A Cisco researcher has discovered a new vulnerability wherein the stored passwords and internal storage can be accessed by hackers on Mac and iOS devices. This can be done easily by the hackers by sending the victim a malicious image file. The victim may be prompted to go to a particular website by clicking on a particular link which may be sent either through an email or a MMS of the file is sent in the TIFF format. Once the link is clicked, without being detected, the hidden malware runs automatically.
TIFF is a format that is useful and is mostly used by graphic designers and photographers who would like to save their images however do not want to lose out on the data of the images.
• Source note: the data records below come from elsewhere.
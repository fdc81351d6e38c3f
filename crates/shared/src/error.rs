use serde::{Deserialize, Serialize};
use thiserror::Error;

#[derive(Debug, Clone, Copy, PartialEq, Eq, Serialize, Deserialize)]
#[serde(rename_all = "snake_case")]
pub enum ErrorCode {
    NotFound,
    Validation,
    Unavailable,
    Internal,
}

impl ErrorCode {
    pub fn from_status(status: u16) -> Self {
        match status {
            404 => Self::NotFound,
            400 | 409 | 422 => Self::Validation,
            502..=504 => Self::Unavailable,
            _ => Self::Internal,
        }
    }
}

/// A request the backend answered with `success: false`.
#[derive(Debug, Clone, PartialEq, Eq, Error, Serialize, Deserialize)]
#[error("{code:?}: {message}")]
pub struct ApiError {
    pub code: ErrorCode,
    pub message: String,
}

impl ApiError {
    pub fn new(code: ErrorCode, message: impl Into<String>) -> Self {
        Self {
            code,
            message: message.into(),
        }
    }

    pub fn is_not_found(&self) -> bool {
        self.code == ErrorCode::NotFound
    }
}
This is used especially in the case wherein the size of image is a lot bigger in size.
Apart from gaining the access with the help of the credentials that can b used for the authentication on the watchOS, tvOS, Mac OS or iOS, it also makes your device vulnerable as it can be access remotely and the attackers can even control those Macs that are not sand boxing supportive.
When Apple got to know about these issues, they came up with a way to fix them by releasing various operating system’s latest update of the watchOS 2.2.2, tvOS9.2.2, El Capitan 10.11.6 and iOS 9.3.3 so that they can stay safe.
For those who might find this very familiar, the reason behind that is because of the similarity of the security flaw is because last year, on the Android devices, the same vulnerability was discovered. Last August, after it was spotted, the 2nd version had been released. However, it was also noticed that with the help of an audio file, the hardware could easily be compromised.